Tulsa Beacon
- Type: Weekly newspaper
- Owner(s): Biggs Communications, Inc.
- Founder(s): Charles and Susan Biggs
- Founded: April 2001
- Website: tulsabeacon.com

= Tulsa Beacon =

Weekly newspaper in Oklahoma

The Tulsa Beacon is a weekly newspaper in Tulsa, Oklahoma. It was founded by Charles and Susan Biggs under the corporate name Biggs Communications, Inc. The first paper was published in April 2001.

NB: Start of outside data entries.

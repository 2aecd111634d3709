#![forbid(unsafe_code)]

//! Render layer: colors, paths, a raster canvas, and region snapshots.
//!
//! # Role in Lumen
//! `lumen-render` turns point-space geometry into pixels. It owns the
//! vector [`path::Path`] model used for the highlight disc and its cutout,
//! the off-screen [`canvas::Canvas`] those paths are filled into, and the
//! [`snapshot`] capturer that freezes part of a host [`snapshot::Surface`].
//!
//! # Primary responsibilities
//! - **PackedRgba**: straight-alpha colors, converted to tiny-skia's
//!   premultiplied form at the drawing boundary.
//! - **Path**: rounded-rect sub-paths with winding, emitted as
//!   `tiny_skia::Path` contours and filled with the nonzero rule.
//! - **Canvas**: anti-aliased `tiny_skia::Pixmap` target with
//!   point-to-pixel scaling.
//! - **Snapshot**: render a surface, crop to a rectangle, keep scale metadata.
//!
//! # How it fits in the system
//! `lumen-widgets` builds mask paths here, paints the overlay scene into a
//! `Canvas`, and asks the capturer for the snapshot shown inside the focus
//! disc.

pub mod canvas;
pub mod color;
pub mod path;
pub mod snapshot;

pub use canvas::{Canvas, CanvasError};
pub use color::PackedRgba;
pub use path::{Path, SubPath, Winding};
pub use snapshot::{Orientation, Snapshot, SnapshotError, Surface, capture, try_capture};
pub use tiny_skia::Transform;
#![forbid(unsafe_code)]

//! Widgets: the circular mask, the text label, and the coach-mark overlay.
//!
//! # Role in Lumen
//! `lumen-widgets` composes the geometry and animation primitives of
//! `lumen-core` with the paths and snapshots of `lumen-render` into the
//! [`Coachmark`] focus overlay.
//!
//! # Primary responsibilities
//! - **CircularMask**: animated disc with a single tagged animation slot.
//! - **TextLabel**: word-wrapped text with natural sizing.
//! - **Coachmark**: presentation state machine, layout pass, scene painting.
//!
//! # How it fits in the system
//! The host owns the event loop. It forwards input through
//! [`Coachmark::handle_event`], advances time with [`Coachmark::tick`], and
//! draws with [`Coachmark::paint`] into a `lumen_render::Canvas`.

pub mod circular_mask;
pub mod coachmark;
pub mod label;

pub use circular_mask::{CircularMask, PathCustomizer};
pub use coachmark::{
    Coachmark, CoachmarkAppearanceDelegate, CoachmarkConfig, CoachmarkDelegate, CutoutFn,
    PresentationState,
};
pub use label::{GlyphPainter, TextLabel, TextMetrics};
#![forbid(unsafe_code)]

//! Tagged scale transitions.
//!
//! A [`ScaleAnimation`] moves a scale factor from one value to another using
//! either a timed eased curve or a spring, and carries an [`AnimationTag`]
//! so that whoever receives its [`AnimationCompletion`] can tell an exit
//! animation apart from an entrance that happened to stop on the same layer.

use std::time::Duration;

use super::{Animation, Easing, Spring, SpringConfig, Tween};

/// Marker attached to an animation request.
#[derive(Debug, Clone, Copy, PartialEq, Eq, Hash, Default)]
pub enum AnimationTag {
    /// Presentation animation.
    Entrance,
    /// Exit animation whose completion ends the presentation cycle.
    Dismissal,
    /// Anything else.
    #[default]
    Other,
}

/// Report delivered when a scale animation stops.
#[derive(Debug, Clone, Copy, PartialEq, Eq)]
pub struct AnimationCompletion {
    pub tag: AnimationTag,
    /// `true` when the animation ran to its end (or was forced there),
    /// `false` when another request replaced it mid-flight.
    pub finished: bool,
}

/// Timing curve of a scale animation.
#[derive(Debug, Clone, Copy, PartialEq)]
#[cfg_attr(feature = "serde", derive(serde::Serialize, serde::Deserialize))]
pub enum ScaleCurve {
    /// Fixed duration with an easing curve.
    Timed { duration: Duration, easing: Easing },
    /// Physically modeled spring; runs until it settles.
    Spring(SpringConfig),
}

impl ScaleCurve {
    /// Timed curve with the default easing.
    pub fn timed(duration: Duration) -> Self {
        Self::Timed {
            duration,
            easing: Easing::default(),
        }
    }
}

impl Default for ScaleCurve {
    fn default() -> Self {
        Self::Spring(SpringConfig::default())
    }
}

#[derive(Debug, Clone)]
enum Motion {
    Timed(Tween),
    Spring(Spring),
}

/// Scale transition from `from` to `to`.
#[derive(Debug, Clone)]
pub struct ScaleAnimation {
    from: f64,
    to: f64,
    tag: AnimationTag,
    motion: Motion,
}

impl ScaleAnimation {
    #[must_use]
    pub fn new(from: f64, to: f64, curve: ScaleCurve, tag: AnimationTag) -> Self {
        let motion = match curve {
            ScaleCurve::Timed { duration, easing } => {
                Motion::Timed(Tween::new(from, to, duration).easing(easing))
            }
            ScaleCurve::Spring(config) => Motion::Spring(Spring::with_config(from, to, config)),
        };
        Self {
            from,
            to,
            tag,
            motion,
        }
    }

    #[inline]
    pub fn tag(&self) -> AnimationTag {
        self.tag
    }

    #[inline]
    pub fn from_scale(&self) -> f64 {
        self.from
    }

    #[inline]
    pub fn to_scale(&self) -> f64 {
        self.to
    }

    /// Current scale; may overshoot `to` while a spring oscillates.
    pub fn scale(&self) -> f64 {
        match &self.motion {
            Motion::Timed(tween) => tween.current(),
            Motion::Spring(spring) => spring.position(),
        }
    }

    /// Jump to the end value.
    pub fn finish(&mut self) {
        match &mut self.motion {
            Motion::Timed(tween) => tween.finish(),
            Motion::Spring(spring) => spring.settle(),
        }
    }

    /// Completion report for this animation.
    pub fn completion(&self, finished: bool) -> AnimationCompletion {
        AnimationCompletion {
            tag: self.tag,
            finished,
        }
    }
}

impl Animation for ScaleAnimation {
    fn tick(&mut self, dt: Duration) {
        match &mut self.motion {
            Motion::Timed(tween) => tween.tick(dt),
            Motion::Spring(spring) => spring.tick(dt),
        }
    }

    fn is_complete(&self) -> bool {
        match &self.motion {
            Motion::Timed(tween) => tween.is_complete(),
            Motion::Spring(spring) => spring.is_complete(),
        }
    }

    fn value(&self) -> f32 {
        match &self.motion {
            Motion::Timed(tween) => tween.value(),
            Motion::Spring(spring) => spring.value(),
        }
    }

    fn reset(&mut self) {
        match &mut self.motion {
            Motion::Timed(tween) => tween.reset(),
            Motion::Spring(spring) => spring.reset(),
        }
    }

    fn overshoot(&self) -> Duration {
        match &self.motion {
            Motion::Timed(tween) => tween.overshoot(),
            Motion::Spring(_) => Duration::ZERO,
        }
    }
}

#[cfg(test)]
mod tests {
    use super::*;

    const MS_16: Duration = Duration::from_millis(16);

    #[test]
    fn timed_scale_reaches_target() {
        let curve = ScaleCurve::timed(Duration::from_millis(200));
        let mut anim = ScaleAnimation::new(1.0, 0.0, curve, AnimationTag::Dismissal);
        assert_eq!(anim.scale(), 1.0);
        for _ in 0..13 {
            anim.tick(MS_16);
        }
        assert!(anim.is_complete());
        assert_eq!(anim.scale(), 0.0);
    }

    #[test]
    fn spring_scale_settles_on_target() {
        let mut anim = ScaleAnimation::new(0.0, 1.0, ScaleCurve::default(), AnimationTag::Entrance);
        for _ in 0..400 {
            anim.tick(MS_16);
        }
        assert!(anim.is_complete());
        assert_eq!(anim.scale(), 1.0);
    }

    #[test]
    fn finish_forces_end_value() {
        let mut anim = ScaleAnimation::new(0.0, 1.0, ScaleCurve::default(), AnimationTag::Entrance);
        anim.tick(MS_16);
        anim.finish();
        assert!(anim.is_complete());
        assert_eq!(anim.scale(), 1.0);
    }

    #[test]
    fn completion_carries_tag() {
        let anim = ScaleAnimation::new(
            1.0,
            0.0,
            ScaleCurve::timed(Duration::ZERO),
            AnimationTag::Dismissal,
        );
        assert_eq!(
            anim.completion(false),
            AnimationCompletion {
                tag: AnimationTag::Dismissal,
                finished: false
            }
        );
    }
}
//! PPTX (Office Open XML presentation) text extraction.

use crate::ooxml::{local_name, open_archive, read_part};
use kitty_core::{DocumentFormat, Error, Result};
use quick_xml::events::Event;
use quick_xml::Reader;
use regex::Regex;
use std::io::{Read, Seek};
use std::sync::LazyLock;
use zip::ZipArchive;

/// Slide parts live at `ppt/slides/slideN.xml`.
static SLIDE_PART_REGEX: LazyLock<Regex> =
    LazyLock::new(|| Regex::new(r"^ppt/slides/slide(\d+)\.xml$").unwrap());

const FORMAT: DocumentFormat = DocumentFormat::Pptx;

/// Extractor for PPTX presentations.
pub struct PptxExtractor;

impl PptxExtractor {
    /// Create a new PPTX extractor.
    pub fn new() -> Self {
        Self
    }

    /// Extract the text of every slide, in slide-number order.
    ///
    /// Runs are joined with single spaces, paragraphs and soft breaks within a
    /// slide are separated by a newline and slides by a blank line. Slides
    /// without text are left out.
    pub fn extract(&self, bytes: &[u8]) -> Result<String> {
        let mut archive = open_archive(bytes, FORMAT)?;
        let slide_paths = self.slide_order(&archive);
        log::debug!("PPTX contains {} slide part(s)", slide_paths.len());

        let mut slides = Vec::with_capacity(slide_paths.len());
        for path in &slide_paths {
            let text = self.extract_slide(&mut archive, path)?;
            if !text.is_empty() {
                slides.push(text);
            }
        }

        Ok(slides.join("\n\n"))
    }

    /// Slide part names sorted by the number embedded in the name.
    fn slide_order<R: Read + Seek>(&self, archive: &ZipArchive<R>) -> Vec<String> {
        let mut slides: Vec<(usize, String)> = archive
            .file_names()
            .filter_map(|name| {
                let number = extract_slide_number(name)?;
                Some((number, name.to_string()))
            })
            .collect();

        slides.sort_by_key(|(number, _)| *number);
        slides.into_iter().map(|(_, path)| path).collect()
    }

    fn extract_slide<R: Read + Seek>(&self, archive: &mut ZipArchive<R>, path: &str) -> Result<String> {
        let content = read_part(archive, path, FORMAT)?;
        let paragraphs = extract_paragraphs(&content)
            .map_err(|e| Error::parse(FORMAT, format!("Error parsing '{}': {}", path, e)))?;
        Ok(paragraphs.join("\n"))
    }
}

impl Default for PptxExtractor {
    fn default() -> Self {
        Self::new()
    }
}

/// Collect the non-empty lines of a slide.
///
/// The `a:t` runs of a paragraph are joined with single spaces. A paragraph
/// end or an `a:br` soft break closes the current line.
fn extract_paragraphs(xml_content: &str) -> std::result::Result<Vec<String>, quick_xml::Error> {
    let mut reader = Reader::from_str(xml_content);

    let mut lines = Vec::new();
    let mut runs: Vec<String> = Vec::new();
    let mut current = String::new();
    let mut in_text_run = false;

    loop {
        match reader.read_event()? {
            Event::Start(ref e) => match local_name(e.name().as_ref()) {
                b"t" => {
                    in_text_run = true;
                    current.clear();
                }
                b"p" => runs.clear(),
                _ => {}
            },
            Event::Empty(ref e) if local_name(e.name().as_ref()) == b"br" => {
                flush_line(&mut runs, &mut lines);
            }
            Event::Text(ref e) if in_text_run => {
                current.push_str(&e.unescape()?);
            }
            Event::CData(ref e) if in_text_run => {
                current.push_str(&String::from_utf8_lossy(e));
            }
            Event::End(ref e) => match local_name(e.name().as_ref()) {
                b"t" => {
                    in_text_run = false;
                    let run = current.trim();
                    if !run.is_empty() {
                        runs.push(run.to_string());
                    }
                }
                b"p" => flush_line(&mut runs, &mut lines),
                _ => {}
            },
            Event::Eof => break,
            _ => {}
        }
    }

    Ok(lines)
}

fn flush_line(runs: &mut Vec<String>, lines: &mut Vec<String>) {
    if !runs.is_empty() {
        lines.push(runs.join(" "));
        runs.clear();
    }
}

/// Extract the slide number from a part name like `ppt/slides/slide12.xml`.
fn extract_slide_number(path: &str) -> Option<usize> {
    SLIDE_PART_REGEX
        .captures(path)
        .and_then(|caps| caps.get(1))
        .and_then(|m| m.as_str().parse().ok())
}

Charles Biggs died on August 29, 2022.

==Features==
The Tulsa Beacon features news from Tulsa and the surrounding area. It includes local columnists, a recipe page, church news, columns by Dr. Billy Graham and Focus on the Family, local editorials and letters to the editor, syndicated columnists David Limbaugh, Pat Buchanan, and Walter Williams), local sports, movie reviews, classified ads, and legal notices. The Tulsa Beacon is a legal newspaper and a member of the Oklahoma Press Association.

==Editorial and opinion==
The Tulsa Beacon has a conservative editorial policy with an evangelical Christian slant. For example, the newspaper promotes the teaching of creation science and intelligent design as electives in public schools. The newspaper is also very critical of football safety reform, same-sex sexual activity, and are occasionally critical of pop culture. The Tulsa Beacon refers to itself as "Tulsa's Family Newspaper." Charles Biggs has compared the political stance of his newspaper to that of Fox News.